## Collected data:
****

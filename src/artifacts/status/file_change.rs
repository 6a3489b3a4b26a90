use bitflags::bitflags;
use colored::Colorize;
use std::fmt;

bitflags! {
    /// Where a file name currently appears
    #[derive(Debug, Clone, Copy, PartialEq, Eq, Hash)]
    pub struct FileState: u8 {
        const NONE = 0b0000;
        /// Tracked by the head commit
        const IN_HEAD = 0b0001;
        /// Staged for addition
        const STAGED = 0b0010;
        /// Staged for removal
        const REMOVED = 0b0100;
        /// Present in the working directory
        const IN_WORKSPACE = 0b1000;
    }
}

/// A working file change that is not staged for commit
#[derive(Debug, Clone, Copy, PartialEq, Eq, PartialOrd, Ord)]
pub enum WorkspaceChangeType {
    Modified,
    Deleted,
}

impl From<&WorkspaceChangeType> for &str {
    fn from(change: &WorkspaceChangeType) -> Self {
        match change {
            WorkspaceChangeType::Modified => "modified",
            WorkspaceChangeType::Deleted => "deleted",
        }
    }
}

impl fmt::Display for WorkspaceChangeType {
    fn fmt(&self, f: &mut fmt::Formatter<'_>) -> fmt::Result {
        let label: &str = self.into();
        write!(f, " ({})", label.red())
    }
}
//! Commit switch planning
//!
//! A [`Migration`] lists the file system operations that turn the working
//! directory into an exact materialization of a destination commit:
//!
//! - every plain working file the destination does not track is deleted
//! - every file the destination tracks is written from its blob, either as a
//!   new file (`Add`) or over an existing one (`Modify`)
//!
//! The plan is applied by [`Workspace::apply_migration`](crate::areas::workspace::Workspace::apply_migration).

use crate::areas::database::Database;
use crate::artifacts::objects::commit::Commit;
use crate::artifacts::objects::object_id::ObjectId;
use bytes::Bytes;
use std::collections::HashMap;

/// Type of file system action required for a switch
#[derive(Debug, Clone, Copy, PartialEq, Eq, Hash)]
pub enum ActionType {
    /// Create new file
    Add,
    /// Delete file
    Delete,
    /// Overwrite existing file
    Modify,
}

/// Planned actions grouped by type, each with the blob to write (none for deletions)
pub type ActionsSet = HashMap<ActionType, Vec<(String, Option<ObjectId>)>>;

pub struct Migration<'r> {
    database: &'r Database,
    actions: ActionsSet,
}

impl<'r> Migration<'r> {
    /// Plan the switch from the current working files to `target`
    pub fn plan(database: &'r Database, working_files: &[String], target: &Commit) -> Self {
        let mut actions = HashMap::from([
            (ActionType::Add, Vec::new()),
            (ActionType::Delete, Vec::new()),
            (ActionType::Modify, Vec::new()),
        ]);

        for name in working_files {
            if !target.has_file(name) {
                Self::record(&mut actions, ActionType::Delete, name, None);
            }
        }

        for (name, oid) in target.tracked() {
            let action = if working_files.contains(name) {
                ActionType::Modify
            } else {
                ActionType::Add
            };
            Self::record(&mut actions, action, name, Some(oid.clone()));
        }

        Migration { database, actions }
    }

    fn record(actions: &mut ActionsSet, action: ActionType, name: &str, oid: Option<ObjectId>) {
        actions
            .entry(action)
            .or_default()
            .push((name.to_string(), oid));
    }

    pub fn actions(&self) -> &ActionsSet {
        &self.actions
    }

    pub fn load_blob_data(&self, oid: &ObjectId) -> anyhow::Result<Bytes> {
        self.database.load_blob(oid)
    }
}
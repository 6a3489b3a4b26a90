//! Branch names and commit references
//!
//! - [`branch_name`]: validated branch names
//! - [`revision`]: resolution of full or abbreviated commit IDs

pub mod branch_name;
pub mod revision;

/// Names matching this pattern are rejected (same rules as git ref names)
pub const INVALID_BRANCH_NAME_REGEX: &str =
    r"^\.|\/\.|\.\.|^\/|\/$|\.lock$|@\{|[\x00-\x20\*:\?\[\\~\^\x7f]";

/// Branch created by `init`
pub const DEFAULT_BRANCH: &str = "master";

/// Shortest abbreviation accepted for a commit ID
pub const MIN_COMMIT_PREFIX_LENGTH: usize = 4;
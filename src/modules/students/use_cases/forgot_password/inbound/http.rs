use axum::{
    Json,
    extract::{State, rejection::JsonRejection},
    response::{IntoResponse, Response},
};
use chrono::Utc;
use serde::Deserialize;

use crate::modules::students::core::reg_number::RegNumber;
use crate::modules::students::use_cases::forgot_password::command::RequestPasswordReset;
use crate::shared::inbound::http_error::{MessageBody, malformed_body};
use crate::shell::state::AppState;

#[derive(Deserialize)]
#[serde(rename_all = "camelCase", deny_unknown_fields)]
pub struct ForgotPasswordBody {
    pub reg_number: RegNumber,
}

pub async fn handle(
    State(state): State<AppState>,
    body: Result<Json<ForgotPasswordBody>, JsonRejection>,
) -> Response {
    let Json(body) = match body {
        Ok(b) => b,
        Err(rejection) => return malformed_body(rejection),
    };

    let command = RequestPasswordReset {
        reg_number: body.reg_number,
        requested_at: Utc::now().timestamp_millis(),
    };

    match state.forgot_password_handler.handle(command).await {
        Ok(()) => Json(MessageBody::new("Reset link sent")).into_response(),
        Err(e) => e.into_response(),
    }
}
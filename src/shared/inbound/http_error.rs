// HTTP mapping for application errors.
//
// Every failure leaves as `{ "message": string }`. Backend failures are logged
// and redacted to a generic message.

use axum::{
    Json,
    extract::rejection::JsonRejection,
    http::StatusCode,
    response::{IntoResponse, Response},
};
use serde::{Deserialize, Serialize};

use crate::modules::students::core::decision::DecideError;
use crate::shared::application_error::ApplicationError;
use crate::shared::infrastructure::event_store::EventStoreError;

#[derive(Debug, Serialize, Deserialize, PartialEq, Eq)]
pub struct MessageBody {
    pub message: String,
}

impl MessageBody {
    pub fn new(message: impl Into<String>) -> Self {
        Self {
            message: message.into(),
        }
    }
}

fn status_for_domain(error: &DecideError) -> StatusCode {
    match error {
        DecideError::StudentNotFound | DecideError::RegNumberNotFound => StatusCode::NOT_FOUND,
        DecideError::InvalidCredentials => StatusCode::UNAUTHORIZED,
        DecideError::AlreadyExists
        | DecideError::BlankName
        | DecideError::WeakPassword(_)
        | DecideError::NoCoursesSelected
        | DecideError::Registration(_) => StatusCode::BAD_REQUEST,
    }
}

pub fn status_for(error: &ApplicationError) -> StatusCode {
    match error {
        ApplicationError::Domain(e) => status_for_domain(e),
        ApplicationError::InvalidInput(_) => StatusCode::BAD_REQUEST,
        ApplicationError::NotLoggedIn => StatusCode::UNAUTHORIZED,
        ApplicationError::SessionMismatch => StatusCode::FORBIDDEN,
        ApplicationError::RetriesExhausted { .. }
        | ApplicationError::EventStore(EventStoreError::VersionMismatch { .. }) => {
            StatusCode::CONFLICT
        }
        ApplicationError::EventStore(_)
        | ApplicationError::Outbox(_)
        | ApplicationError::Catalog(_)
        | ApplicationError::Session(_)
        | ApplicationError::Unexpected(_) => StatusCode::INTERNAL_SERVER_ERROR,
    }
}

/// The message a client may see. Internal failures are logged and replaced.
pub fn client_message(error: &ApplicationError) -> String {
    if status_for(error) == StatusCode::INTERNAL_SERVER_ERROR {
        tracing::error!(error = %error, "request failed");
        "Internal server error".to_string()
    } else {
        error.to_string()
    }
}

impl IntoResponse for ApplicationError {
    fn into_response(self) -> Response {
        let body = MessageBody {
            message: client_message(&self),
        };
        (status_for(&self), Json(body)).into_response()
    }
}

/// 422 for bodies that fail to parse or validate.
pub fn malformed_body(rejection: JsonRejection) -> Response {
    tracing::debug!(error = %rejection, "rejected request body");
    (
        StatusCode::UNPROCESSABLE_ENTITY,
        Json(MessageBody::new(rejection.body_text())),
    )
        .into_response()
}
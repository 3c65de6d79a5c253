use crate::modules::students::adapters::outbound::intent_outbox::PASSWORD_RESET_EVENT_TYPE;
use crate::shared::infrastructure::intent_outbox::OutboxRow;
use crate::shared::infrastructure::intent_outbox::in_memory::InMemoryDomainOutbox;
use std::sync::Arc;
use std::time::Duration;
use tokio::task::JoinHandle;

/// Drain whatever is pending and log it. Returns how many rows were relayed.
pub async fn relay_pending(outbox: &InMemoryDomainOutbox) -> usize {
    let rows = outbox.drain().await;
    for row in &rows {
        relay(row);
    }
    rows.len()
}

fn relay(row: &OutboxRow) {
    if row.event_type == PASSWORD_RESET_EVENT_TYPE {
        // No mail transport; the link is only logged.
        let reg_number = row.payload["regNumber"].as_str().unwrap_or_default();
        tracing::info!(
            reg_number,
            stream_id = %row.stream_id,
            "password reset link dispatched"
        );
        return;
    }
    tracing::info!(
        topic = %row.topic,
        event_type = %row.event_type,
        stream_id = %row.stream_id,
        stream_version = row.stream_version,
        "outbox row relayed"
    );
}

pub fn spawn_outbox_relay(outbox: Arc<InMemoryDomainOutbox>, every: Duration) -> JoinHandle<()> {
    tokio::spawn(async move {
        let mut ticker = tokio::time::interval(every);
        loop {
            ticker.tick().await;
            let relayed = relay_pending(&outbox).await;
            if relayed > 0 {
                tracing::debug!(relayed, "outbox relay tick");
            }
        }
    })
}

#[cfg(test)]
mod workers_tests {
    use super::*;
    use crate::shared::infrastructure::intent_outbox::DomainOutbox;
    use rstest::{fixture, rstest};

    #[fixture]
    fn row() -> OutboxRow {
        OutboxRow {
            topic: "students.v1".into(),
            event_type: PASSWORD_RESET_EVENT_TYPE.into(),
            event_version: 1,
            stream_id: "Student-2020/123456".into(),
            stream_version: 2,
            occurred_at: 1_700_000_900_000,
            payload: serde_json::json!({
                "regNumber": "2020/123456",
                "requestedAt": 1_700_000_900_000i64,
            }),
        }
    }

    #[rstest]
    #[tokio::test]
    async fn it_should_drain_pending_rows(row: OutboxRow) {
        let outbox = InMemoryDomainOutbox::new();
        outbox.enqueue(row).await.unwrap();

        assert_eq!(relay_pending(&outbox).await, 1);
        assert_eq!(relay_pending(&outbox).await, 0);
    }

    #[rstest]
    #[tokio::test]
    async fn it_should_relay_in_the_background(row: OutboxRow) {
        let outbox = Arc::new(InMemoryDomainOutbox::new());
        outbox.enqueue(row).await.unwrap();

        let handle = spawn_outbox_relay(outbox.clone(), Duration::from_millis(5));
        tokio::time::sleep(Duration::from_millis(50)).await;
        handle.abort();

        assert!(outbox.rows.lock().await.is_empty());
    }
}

****

Wherever "RequestPasswordReset" turns up in the records, copy the whole line.

## Solution to this exercise:
use crate::modules::students::use_cases::forgot_password::command::RequestPasswordReset;
    let command = RequestPasswordReset {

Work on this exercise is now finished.